Give a single number in reply. It is the count of lines below that contain the string "score".

Dataset entries:
-.-.-

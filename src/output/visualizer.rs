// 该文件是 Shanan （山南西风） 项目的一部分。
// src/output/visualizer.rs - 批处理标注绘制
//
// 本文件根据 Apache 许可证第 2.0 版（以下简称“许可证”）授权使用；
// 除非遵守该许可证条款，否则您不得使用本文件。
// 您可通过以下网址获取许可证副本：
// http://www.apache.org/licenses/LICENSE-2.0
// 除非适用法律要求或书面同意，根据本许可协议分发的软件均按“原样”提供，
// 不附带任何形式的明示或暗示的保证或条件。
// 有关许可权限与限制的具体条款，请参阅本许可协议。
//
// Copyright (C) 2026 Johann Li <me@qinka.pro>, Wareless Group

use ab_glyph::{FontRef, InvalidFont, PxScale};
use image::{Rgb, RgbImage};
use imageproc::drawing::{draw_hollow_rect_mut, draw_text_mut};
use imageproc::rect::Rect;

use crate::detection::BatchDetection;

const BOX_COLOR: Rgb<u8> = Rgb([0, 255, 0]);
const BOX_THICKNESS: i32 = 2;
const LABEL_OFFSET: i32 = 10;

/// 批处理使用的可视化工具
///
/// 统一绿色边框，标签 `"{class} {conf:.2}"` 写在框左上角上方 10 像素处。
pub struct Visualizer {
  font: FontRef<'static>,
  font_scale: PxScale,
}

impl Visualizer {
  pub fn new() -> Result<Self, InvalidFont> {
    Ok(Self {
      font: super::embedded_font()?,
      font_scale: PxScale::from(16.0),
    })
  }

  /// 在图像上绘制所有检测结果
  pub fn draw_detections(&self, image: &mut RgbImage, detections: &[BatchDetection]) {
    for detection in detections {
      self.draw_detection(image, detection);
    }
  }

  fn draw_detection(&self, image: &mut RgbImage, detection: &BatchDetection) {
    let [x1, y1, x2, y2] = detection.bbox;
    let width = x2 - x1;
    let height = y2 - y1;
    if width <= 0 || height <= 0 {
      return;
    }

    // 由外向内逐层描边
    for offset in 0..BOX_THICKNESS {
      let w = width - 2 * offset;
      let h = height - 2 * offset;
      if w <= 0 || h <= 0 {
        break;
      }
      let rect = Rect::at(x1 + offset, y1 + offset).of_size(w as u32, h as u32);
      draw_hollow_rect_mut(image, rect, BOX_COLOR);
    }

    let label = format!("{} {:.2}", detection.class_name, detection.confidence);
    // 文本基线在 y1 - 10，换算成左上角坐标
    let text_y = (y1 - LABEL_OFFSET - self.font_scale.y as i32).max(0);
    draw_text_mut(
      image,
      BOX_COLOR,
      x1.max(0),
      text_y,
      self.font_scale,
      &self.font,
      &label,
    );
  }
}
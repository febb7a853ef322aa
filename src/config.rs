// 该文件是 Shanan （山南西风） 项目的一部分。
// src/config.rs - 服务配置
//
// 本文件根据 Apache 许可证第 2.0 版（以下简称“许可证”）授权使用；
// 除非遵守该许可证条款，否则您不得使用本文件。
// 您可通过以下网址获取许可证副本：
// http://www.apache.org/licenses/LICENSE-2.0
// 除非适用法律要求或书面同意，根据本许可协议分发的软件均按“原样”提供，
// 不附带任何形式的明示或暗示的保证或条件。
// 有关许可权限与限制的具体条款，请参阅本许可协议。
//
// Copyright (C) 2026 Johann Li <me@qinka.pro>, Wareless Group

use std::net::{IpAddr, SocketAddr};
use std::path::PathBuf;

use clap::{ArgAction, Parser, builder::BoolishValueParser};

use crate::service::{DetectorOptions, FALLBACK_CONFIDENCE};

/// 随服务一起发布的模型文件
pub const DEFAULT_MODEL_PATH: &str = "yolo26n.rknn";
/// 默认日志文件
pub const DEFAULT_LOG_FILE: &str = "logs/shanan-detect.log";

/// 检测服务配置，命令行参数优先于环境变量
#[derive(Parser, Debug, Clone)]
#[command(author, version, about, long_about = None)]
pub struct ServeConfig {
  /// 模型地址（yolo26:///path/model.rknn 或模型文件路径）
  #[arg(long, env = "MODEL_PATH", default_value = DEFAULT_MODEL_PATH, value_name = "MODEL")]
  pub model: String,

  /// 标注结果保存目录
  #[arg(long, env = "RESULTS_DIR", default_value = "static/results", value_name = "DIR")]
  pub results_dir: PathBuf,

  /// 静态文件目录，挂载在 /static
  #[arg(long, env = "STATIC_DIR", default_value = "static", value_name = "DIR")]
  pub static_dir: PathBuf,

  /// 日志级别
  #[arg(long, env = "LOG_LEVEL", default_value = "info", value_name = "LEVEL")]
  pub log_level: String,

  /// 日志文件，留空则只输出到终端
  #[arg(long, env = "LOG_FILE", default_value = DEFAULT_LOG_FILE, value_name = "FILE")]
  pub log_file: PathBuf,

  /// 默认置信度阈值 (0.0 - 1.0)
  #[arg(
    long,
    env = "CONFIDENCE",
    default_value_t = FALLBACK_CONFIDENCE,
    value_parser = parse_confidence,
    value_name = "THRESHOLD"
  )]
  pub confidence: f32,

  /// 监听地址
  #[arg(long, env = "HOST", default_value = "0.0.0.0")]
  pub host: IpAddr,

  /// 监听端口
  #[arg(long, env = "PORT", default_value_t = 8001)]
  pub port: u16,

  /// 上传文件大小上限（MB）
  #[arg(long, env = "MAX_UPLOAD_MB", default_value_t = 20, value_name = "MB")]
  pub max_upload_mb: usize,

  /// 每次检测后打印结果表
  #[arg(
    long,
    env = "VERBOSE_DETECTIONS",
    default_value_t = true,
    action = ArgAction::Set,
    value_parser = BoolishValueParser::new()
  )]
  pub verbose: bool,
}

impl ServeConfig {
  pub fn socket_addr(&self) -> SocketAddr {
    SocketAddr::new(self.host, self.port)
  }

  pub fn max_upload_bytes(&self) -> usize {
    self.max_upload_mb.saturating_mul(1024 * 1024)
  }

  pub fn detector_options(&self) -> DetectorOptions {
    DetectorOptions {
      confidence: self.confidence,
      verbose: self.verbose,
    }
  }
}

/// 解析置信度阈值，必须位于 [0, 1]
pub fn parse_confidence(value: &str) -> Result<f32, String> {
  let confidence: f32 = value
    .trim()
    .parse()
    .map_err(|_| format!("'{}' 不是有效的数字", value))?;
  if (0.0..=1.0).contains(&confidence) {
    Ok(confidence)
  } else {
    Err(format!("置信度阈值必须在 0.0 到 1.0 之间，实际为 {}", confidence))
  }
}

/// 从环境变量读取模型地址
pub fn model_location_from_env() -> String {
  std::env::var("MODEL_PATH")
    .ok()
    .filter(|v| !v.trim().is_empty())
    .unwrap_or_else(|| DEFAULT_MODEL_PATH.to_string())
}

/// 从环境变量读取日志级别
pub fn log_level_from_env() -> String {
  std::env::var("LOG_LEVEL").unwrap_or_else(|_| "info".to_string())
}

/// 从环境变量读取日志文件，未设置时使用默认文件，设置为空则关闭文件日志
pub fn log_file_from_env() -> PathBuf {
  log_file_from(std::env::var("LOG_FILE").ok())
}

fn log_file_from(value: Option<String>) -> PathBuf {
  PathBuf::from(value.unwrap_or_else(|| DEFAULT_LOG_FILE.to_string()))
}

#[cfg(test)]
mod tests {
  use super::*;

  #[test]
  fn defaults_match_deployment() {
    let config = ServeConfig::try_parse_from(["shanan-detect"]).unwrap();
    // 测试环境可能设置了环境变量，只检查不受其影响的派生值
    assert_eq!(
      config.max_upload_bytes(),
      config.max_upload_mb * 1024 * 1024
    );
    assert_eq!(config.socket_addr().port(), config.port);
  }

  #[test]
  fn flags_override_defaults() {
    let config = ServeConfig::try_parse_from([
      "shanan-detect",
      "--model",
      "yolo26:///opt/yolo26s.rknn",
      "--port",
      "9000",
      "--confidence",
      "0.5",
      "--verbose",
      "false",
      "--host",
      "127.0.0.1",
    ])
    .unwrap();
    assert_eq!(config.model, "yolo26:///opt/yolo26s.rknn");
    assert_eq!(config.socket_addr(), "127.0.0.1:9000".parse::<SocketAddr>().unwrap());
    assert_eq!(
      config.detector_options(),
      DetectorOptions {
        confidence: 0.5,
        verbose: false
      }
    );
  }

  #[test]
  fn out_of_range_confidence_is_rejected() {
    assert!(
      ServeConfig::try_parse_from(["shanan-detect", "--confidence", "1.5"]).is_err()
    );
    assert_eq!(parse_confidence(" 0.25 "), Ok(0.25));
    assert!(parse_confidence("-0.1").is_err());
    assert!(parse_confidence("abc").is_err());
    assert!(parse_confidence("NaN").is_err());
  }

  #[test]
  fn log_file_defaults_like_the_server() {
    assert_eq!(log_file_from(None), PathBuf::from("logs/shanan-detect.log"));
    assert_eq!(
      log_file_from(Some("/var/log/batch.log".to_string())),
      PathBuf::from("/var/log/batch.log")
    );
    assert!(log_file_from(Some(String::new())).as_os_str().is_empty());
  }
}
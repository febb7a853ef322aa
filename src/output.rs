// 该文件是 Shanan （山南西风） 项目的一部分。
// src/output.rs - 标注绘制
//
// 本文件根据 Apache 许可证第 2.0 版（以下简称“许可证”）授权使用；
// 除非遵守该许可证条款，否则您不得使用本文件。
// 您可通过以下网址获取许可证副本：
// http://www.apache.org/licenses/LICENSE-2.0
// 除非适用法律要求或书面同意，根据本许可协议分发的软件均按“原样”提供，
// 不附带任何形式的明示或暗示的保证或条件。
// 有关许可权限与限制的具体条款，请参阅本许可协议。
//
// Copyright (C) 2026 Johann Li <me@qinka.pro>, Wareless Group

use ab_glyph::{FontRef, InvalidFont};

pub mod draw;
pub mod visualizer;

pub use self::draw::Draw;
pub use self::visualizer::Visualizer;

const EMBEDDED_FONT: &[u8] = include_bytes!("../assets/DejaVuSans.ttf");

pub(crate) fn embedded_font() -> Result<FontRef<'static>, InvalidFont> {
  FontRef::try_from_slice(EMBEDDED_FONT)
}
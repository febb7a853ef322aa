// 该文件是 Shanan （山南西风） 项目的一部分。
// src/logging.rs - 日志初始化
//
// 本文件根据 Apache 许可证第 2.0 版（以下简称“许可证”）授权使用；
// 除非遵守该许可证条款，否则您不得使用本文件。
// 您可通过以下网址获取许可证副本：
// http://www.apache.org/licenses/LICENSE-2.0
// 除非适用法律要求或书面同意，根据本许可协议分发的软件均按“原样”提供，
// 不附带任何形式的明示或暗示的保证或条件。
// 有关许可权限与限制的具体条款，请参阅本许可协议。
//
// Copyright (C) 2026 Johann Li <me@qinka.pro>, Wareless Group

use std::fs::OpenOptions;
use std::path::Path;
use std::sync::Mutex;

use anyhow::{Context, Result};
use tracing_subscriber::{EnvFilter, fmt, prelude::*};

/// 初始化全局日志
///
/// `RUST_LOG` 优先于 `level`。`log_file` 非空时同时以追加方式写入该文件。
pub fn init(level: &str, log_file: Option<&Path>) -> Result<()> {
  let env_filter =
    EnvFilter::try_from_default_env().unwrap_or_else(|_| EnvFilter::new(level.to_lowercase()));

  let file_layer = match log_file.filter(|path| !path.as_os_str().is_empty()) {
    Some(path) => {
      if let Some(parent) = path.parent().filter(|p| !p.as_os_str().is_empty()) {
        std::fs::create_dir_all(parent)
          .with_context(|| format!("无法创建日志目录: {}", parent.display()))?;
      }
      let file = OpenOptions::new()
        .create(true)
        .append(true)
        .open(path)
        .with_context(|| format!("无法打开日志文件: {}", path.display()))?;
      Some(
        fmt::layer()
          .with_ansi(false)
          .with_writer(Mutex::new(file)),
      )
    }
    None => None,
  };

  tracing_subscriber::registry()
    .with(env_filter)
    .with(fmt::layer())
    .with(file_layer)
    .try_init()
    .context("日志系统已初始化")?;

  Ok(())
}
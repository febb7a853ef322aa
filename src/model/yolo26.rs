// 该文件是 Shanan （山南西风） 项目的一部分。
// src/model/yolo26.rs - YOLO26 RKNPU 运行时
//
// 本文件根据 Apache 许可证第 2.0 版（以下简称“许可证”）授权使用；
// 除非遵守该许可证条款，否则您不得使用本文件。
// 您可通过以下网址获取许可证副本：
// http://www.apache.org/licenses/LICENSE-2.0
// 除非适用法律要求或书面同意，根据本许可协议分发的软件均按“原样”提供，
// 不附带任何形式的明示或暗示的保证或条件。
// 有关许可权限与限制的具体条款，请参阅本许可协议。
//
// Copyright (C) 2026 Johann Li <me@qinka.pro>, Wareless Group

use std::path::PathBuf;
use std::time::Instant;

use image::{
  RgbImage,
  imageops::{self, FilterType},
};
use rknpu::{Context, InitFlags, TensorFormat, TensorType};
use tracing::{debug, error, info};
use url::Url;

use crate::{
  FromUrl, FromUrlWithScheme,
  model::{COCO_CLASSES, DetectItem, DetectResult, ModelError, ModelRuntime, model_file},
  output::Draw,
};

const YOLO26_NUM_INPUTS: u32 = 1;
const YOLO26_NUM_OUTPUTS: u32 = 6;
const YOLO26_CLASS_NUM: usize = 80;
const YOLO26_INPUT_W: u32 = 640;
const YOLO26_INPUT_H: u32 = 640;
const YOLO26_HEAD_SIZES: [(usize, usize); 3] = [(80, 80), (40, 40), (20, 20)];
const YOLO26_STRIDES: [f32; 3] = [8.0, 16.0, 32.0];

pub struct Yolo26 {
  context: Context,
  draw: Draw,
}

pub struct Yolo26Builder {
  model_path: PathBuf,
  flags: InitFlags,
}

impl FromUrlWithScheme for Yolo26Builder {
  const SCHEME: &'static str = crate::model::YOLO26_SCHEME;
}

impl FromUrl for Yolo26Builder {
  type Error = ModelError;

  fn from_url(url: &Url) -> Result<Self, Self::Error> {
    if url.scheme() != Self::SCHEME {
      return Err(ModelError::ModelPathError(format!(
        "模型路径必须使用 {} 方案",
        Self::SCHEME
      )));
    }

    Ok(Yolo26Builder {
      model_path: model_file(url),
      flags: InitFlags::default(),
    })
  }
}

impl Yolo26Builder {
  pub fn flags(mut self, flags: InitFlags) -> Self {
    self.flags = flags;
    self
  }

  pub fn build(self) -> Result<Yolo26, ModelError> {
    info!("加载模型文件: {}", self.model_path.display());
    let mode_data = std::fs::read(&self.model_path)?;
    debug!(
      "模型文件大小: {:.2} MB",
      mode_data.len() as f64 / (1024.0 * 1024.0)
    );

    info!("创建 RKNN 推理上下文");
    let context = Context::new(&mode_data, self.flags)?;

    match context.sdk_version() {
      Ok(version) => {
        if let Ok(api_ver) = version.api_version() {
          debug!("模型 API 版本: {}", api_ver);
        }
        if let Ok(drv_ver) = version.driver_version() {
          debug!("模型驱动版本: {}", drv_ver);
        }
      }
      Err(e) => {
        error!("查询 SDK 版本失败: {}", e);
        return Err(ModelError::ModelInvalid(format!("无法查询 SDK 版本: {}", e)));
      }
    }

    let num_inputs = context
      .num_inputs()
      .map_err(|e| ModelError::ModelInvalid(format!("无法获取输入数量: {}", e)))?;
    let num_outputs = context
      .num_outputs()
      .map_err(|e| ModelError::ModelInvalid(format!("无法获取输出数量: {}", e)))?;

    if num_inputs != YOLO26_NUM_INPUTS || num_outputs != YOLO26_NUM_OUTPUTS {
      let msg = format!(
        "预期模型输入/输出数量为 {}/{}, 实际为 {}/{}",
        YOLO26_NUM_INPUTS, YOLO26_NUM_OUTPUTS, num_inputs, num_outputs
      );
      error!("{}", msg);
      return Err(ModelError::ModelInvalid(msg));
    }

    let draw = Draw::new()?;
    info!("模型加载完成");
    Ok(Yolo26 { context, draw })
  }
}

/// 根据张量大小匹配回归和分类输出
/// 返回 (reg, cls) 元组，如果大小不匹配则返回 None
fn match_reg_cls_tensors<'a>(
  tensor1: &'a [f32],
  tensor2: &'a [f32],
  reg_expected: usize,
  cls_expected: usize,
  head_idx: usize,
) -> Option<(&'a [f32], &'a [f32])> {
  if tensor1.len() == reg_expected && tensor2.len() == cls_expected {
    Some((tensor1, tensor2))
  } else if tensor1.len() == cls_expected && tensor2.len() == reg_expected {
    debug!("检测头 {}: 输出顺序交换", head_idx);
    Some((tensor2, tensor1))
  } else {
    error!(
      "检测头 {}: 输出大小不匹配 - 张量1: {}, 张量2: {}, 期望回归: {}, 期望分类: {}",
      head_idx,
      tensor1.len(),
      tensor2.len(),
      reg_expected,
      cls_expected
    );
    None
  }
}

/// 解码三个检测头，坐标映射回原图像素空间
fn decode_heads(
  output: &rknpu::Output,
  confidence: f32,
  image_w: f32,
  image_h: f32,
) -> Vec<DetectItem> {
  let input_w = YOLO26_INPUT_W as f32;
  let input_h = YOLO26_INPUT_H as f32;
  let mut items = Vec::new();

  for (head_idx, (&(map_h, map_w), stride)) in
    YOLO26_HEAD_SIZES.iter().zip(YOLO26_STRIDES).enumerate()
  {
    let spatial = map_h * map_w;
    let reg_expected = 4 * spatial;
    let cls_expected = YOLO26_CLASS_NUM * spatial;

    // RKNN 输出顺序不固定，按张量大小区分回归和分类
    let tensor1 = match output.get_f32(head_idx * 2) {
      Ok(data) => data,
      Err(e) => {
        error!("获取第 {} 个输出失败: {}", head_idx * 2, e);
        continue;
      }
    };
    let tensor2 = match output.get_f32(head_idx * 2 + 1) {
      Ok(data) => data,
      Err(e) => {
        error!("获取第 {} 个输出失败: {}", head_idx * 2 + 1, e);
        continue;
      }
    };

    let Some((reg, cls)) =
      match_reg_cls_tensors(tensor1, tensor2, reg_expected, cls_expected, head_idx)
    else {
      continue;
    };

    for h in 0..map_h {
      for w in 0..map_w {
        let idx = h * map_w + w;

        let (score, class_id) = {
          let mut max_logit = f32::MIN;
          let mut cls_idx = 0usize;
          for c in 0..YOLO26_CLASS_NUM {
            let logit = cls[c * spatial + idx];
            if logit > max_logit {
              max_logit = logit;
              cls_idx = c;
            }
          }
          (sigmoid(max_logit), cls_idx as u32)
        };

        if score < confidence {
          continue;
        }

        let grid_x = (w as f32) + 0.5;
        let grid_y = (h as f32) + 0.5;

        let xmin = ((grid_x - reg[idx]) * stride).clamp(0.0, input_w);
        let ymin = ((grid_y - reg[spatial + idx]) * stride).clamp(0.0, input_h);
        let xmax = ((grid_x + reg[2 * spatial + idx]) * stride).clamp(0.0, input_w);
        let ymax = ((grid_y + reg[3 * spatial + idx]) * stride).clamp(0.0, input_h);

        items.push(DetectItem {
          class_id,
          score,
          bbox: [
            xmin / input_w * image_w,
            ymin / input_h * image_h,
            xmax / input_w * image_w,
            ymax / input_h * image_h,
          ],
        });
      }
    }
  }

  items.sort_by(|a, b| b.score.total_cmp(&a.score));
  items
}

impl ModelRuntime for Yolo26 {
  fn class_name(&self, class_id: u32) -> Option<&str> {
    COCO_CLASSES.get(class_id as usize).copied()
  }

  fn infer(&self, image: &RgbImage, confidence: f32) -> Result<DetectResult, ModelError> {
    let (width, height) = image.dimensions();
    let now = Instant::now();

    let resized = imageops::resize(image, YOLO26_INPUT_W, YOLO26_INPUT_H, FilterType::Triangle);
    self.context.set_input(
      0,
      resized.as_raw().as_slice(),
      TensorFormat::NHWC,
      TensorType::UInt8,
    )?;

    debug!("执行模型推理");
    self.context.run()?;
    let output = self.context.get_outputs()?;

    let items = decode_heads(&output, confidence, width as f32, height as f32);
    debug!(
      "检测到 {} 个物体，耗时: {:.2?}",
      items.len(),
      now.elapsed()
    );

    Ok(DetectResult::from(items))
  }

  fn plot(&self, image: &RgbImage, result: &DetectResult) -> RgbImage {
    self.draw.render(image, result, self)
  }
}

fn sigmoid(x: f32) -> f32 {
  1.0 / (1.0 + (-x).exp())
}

-.-.-

_WRITTEN ANSWER_
4